(Saved entries)
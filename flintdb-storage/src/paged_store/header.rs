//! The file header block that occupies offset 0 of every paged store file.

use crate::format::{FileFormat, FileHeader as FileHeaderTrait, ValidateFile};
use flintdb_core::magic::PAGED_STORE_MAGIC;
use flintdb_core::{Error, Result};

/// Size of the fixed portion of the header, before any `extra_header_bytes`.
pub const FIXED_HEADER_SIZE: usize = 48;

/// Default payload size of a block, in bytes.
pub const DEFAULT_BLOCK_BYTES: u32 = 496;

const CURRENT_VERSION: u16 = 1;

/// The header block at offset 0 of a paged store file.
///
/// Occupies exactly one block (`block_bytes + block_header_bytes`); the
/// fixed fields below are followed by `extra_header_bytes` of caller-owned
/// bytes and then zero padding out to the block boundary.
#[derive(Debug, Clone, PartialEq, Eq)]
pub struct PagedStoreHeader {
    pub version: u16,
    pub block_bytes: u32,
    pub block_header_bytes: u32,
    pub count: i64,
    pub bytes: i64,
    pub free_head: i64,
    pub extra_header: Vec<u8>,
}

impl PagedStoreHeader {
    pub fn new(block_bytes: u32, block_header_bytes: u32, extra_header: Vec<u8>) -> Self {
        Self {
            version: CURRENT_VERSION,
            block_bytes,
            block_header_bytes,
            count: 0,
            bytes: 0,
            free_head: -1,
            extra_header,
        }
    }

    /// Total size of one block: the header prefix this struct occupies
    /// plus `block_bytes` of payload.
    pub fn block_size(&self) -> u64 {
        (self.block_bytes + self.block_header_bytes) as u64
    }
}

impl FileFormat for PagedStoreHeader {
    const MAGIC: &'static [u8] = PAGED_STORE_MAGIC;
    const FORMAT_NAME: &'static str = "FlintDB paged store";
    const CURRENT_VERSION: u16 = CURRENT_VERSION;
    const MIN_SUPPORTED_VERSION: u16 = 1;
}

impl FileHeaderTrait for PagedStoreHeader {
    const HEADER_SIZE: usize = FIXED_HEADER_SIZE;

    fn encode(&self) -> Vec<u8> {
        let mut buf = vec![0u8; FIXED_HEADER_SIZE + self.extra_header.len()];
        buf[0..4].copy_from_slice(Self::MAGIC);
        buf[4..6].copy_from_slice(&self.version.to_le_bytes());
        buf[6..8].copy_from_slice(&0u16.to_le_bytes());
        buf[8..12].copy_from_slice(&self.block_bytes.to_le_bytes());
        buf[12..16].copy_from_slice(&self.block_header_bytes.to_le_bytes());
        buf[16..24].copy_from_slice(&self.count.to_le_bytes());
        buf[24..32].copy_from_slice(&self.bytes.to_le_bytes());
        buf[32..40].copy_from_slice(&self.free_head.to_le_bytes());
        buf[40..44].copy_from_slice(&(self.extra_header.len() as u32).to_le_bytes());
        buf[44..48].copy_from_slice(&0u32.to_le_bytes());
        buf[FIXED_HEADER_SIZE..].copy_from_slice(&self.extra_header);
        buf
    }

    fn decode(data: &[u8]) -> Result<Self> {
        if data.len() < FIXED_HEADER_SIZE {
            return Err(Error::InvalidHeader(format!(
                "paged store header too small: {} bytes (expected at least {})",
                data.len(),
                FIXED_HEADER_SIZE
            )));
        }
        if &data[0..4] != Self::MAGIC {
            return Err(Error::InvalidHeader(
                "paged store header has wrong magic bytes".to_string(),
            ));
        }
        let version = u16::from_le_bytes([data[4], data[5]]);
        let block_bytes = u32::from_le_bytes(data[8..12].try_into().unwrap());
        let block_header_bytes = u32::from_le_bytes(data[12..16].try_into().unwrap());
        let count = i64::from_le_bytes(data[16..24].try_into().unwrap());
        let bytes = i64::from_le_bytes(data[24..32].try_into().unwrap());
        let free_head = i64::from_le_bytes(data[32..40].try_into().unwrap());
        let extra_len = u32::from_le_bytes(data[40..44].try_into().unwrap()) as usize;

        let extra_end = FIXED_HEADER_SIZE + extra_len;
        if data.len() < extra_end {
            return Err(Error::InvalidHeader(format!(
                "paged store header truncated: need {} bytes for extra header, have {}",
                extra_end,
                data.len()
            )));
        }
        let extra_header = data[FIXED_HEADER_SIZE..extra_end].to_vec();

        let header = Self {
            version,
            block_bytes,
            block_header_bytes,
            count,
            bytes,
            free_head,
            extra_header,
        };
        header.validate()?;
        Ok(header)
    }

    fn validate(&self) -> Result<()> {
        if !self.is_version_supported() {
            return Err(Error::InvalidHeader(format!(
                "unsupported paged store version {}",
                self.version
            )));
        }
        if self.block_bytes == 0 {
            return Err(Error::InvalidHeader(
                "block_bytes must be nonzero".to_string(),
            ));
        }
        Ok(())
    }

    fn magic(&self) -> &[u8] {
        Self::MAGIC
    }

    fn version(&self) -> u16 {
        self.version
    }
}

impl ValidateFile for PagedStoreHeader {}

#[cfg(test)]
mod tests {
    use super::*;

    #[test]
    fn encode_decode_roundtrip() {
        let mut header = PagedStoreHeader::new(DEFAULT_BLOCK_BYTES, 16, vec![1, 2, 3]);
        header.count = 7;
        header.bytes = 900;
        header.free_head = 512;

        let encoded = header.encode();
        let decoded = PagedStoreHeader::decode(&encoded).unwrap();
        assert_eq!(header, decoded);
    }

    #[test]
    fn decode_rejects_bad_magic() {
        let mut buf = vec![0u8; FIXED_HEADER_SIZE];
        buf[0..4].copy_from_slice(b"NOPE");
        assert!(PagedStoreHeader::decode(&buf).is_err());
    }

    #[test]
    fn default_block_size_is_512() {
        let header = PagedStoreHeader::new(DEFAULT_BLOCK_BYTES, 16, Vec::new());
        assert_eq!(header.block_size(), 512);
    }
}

...

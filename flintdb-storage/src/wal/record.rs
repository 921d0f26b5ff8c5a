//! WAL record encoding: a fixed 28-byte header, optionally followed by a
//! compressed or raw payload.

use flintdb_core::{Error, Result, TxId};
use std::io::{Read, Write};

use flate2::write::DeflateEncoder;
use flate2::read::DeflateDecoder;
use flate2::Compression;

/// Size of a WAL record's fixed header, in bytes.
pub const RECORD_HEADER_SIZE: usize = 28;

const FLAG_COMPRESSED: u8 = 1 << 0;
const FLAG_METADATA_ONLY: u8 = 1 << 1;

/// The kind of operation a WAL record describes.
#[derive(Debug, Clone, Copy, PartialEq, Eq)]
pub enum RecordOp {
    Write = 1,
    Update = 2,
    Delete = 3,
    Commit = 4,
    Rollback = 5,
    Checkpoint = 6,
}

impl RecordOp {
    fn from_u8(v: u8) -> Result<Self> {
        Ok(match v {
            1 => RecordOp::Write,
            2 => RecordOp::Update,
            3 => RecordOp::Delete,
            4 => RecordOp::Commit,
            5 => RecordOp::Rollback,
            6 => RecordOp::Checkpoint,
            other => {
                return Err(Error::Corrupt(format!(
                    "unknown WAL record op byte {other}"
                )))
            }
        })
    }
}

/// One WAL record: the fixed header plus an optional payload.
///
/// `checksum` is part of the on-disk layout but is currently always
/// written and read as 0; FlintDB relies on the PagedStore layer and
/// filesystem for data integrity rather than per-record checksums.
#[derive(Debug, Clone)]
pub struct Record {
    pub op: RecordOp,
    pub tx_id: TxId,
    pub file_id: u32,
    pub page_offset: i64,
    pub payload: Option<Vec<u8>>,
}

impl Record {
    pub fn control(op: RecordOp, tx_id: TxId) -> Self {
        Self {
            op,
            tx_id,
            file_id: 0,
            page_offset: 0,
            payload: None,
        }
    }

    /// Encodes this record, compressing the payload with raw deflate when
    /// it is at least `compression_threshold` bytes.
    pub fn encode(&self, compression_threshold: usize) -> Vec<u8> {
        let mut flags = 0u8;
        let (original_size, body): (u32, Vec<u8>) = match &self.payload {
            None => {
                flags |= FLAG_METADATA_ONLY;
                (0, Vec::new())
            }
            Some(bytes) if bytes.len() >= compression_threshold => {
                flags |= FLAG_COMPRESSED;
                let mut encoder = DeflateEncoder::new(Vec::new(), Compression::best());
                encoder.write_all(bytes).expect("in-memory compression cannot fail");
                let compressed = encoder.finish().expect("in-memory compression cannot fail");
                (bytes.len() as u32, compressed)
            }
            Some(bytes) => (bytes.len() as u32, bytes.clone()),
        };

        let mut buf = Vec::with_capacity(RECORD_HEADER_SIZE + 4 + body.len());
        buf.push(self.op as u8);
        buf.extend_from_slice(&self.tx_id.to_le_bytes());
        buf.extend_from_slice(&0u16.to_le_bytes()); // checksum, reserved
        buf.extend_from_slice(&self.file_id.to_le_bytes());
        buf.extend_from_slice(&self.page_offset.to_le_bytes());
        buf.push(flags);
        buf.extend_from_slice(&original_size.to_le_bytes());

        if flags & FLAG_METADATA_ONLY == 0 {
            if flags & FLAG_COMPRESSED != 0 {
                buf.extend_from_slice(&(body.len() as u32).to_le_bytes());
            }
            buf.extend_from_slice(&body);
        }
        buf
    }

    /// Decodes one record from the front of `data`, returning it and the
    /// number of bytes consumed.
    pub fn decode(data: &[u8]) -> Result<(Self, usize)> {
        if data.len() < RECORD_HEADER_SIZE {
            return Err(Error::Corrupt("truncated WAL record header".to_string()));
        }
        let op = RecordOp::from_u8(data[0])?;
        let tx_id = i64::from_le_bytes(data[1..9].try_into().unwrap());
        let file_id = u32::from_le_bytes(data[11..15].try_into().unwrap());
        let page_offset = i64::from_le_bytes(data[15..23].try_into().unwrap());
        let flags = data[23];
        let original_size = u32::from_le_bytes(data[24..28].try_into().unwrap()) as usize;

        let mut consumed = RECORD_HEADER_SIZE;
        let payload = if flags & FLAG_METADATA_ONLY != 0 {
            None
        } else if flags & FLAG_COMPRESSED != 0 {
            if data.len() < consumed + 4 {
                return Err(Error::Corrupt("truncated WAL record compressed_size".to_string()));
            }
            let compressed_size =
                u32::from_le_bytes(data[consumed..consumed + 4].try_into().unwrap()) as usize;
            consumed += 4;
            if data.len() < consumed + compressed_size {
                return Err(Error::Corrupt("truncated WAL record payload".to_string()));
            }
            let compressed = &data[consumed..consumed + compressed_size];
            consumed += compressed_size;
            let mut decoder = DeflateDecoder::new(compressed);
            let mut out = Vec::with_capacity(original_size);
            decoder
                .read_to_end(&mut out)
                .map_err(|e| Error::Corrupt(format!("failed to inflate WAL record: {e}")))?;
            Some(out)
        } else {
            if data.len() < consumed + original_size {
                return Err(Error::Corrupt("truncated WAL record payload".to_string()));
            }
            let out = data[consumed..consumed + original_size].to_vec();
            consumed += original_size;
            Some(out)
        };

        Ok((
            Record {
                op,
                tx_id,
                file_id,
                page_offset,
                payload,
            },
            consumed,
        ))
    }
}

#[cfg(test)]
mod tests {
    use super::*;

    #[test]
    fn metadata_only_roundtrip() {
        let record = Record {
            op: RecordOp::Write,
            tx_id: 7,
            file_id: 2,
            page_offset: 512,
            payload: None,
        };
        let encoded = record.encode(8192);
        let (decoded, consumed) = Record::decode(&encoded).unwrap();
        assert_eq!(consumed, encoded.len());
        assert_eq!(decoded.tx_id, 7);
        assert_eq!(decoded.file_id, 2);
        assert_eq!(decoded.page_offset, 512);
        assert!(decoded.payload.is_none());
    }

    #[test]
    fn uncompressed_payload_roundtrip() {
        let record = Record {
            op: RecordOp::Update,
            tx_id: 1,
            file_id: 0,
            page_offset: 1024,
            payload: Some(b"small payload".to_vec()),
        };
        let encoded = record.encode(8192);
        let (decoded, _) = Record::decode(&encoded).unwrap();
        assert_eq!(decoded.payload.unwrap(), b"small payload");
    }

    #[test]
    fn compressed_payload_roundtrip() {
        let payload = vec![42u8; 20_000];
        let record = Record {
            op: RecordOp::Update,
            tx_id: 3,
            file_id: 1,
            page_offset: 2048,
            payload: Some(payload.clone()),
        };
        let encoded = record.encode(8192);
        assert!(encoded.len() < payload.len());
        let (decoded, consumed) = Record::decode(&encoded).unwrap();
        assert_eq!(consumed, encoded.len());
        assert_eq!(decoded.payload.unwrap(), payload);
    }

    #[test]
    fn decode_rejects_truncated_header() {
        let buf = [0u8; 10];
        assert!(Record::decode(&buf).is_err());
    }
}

Work item » If a line in the entries above holds the word "storage", count it; then report the total alone.

Answer for this exercise » 2